Lines from the records below that contain the word "reader" are to be copied out.

☆ ☆ ☆

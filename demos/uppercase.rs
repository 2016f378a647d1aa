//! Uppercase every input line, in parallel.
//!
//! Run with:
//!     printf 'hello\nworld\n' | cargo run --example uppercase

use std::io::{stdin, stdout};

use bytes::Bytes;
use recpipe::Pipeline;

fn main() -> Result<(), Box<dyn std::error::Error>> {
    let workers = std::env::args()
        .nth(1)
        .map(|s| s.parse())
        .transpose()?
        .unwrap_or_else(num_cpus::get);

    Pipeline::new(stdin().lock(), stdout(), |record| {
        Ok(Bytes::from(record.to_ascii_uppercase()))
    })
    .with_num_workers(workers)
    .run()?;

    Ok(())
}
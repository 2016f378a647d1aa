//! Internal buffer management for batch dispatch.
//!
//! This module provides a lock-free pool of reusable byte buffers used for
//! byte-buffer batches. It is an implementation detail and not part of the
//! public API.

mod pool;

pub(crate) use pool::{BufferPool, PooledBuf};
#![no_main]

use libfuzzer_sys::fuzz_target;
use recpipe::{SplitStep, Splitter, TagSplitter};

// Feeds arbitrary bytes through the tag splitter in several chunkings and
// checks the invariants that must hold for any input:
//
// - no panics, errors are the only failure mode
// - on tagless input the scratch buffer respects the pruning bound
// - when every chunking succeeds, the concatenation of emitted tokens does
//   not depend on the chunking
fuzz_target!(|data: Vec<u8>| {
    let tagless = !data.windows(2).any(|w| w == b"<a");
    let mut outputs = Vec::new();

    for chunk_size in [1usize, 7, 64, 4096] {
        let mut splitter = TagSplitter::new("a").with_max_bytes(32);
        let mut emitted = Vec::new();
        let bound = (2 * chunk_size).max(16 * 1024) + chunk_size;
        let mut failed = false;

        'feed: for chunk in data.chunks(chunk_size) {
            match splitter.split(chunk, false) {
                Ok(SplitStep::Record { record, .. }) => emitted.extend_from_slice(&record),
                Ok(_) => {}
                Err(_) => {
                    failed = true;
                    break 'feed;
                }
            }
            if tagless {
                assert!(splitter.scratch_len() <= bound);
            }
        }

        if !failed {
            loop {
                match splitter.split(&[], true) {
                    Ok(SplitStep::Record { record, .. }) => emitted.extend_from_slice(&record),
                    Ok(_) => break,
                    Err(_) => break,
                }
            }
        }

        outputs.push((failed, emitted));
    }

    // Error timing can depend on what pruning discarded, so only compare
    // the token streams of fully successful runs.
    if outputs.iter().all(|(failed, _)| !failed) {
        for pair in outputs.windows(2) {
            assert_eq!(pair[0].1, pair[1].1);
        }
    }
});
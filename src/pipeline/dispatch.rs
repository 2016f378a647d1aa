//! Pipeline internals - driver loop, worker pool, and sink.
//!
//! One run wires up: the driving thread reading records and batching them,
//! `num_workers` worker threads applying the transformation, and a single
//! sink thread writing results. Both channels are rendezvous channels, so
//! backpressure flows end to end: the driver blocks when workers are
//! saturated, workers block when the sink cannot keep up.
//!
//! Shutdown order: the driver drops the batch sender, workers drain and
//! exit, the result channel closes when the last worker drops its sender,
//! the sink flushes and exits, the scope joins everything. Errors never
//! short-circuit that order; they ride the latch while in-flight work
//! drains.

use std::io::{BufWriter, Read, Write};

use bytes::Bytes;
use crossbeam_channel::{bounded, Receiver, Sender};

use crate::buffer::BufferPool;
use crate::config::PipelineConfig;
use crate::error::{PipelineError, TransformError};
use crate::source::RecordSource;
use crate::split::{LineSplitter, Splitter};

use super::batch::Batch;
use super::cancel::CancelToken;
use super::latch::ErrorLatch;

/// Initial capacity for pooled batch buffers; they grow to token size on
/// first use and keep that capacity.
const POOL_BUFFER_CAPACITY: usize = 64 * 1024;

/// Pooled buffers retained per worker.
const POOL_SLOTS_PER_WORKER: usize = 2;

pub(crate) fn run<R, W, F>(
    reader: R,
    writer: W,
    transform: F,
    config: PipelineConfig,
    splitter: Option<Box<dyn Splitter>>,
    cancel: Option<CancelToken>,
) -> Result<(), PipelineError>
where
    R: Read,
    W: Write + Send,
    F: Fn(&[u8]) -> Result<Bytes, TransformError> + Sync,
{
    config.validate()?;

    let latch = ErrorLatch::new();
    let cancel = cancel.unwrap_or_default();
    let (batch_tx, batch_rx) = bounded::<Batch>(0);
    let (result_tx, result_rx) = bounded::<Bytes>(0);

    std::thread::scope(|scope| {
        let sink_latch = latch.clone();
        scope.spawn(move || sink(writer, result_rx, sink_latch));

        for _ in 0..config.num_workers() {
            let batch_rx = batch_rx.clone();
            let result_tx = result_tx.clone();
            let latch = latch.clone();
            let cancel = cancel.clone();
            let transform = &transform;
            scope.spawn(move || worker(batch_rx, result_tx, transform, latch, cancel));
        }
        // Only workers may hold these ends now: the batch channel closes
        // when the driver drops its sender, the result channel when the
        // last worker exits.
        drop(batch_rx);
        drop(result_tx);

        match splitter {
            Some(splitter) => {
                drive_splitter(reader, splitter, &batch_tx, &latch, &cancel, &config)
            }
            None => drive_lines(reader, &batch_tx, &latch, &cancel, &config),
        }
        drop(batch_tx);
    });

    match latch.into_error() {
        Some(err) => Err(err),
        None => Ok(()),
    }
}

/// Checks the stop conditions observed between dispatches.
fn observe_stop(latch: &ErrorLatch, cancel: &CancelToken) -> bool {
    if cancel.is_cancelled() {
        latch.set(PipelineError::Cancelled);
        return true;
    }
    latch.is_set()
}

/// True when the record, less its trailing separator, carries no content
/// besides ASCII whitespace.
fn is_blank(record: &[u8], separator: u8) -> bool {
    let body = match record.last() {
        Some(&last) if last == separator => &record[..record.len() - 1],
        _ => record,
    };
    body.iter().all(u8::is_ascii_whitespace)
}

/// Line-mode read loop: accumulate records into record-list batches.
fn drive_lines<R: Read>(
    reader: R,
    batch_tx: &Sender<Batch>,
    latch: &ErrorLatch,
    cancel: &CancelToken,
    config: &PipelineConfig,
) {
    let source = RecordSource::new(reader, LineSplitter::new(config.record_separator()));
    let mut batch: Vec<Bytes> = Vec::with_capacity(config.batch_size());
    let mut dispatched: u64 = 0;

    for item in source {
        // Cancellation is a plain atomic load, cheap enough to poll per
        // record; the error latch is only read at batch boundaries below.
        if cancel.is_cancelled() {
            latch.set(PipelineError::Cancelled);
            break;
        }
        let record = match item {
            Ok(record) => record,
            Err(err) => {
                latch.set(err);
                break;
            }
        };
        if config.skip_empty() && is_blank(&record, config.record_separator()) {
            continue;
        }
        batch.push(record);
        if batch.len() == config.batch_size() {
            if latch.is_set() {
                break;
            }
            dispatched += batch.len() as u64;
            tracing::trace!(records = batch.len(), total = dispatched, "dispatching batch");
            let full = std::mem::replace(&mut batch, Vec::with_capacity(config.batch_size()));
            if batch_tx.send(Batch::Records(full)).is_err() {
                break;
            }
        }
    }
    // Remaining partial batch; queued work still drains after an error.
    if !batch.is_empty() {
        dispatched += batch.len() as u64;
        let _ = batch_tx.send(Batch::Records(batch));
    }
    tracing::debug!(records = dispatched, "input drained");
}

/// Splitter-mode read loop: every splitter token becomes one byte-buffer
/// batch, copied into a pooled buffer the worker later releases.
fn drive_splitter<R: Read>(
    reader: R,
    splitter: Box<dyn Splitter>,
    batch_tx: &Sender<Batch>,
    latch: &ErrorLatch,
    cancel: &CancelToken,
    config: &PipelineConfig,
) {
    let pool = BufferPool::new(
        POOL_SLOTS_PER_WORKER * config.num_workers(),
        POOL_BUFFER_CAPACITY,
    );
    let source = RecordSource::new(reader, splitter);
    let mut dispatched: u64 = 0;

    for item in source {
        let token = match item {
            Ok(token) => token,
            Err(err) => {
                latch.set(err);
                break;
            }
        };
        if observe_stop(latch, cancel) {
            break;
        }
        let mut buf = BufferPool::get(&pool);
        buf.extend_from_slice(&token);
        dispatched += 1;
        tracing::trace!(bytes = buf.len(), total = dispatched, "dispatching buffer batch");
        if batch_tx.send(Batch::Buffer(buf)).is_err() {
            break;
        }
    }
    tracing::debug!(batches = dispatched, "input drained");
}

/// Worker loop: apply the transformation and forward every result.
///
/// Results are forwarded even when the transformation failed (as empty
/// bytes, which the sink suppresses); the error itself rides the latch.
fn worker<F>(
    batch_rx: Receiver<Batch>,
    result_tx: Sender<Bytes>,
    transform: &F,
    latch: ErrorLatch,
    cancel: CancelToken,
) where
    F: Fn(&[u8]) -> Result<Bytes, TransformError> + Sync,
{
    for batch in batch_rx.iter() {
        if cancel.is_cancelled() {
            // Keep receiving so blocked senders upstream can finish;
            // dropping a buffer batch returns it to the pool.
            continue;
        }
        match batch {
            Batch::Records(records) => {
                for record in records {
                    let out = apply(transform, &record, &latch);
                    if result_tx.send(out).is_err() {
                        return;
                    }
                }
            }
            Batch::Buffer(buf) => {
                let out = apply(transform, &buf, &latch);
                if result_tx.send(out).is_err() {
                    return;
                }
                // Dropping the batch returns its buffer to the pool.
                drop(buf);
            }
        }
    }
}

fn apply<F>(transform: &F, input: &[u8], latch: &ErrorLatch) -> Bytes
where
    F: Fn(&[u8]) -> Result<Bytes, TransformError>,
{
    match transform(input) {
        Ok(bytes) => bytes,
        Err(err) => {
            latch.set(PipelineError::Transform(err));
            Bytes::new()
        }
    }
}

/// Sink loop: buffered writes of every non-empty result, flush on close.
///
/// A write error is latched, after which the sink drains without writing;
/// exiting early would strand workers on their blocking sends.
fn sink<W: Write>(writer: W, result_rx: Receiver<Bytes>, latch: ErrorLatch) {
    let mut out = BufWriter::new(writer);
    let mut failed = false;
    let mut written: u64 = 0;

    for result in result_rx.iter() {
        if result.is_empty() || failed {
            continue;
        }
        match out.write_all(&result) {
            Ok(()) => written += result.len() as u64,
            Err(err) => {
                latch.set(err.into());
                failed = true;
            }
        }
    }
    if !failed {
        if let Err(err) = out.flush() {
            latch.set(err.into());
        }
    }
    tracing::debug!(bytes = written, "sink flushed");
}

☆ ☆ ☆

**RESPONSE AREA**
    reader: R,
                drive_splitter(reader, splitter, &batch_tx, &latch, &cancel, &config)
            None => drive_lines(reader, &batch_tx, &latch, &cancel, &config),
    reader: R,
    let source = RecordSource::new(reader, LineSplitter::new(config.record_separator()));
    reader: R,
    let source = RecordSource::new(reader, splitter);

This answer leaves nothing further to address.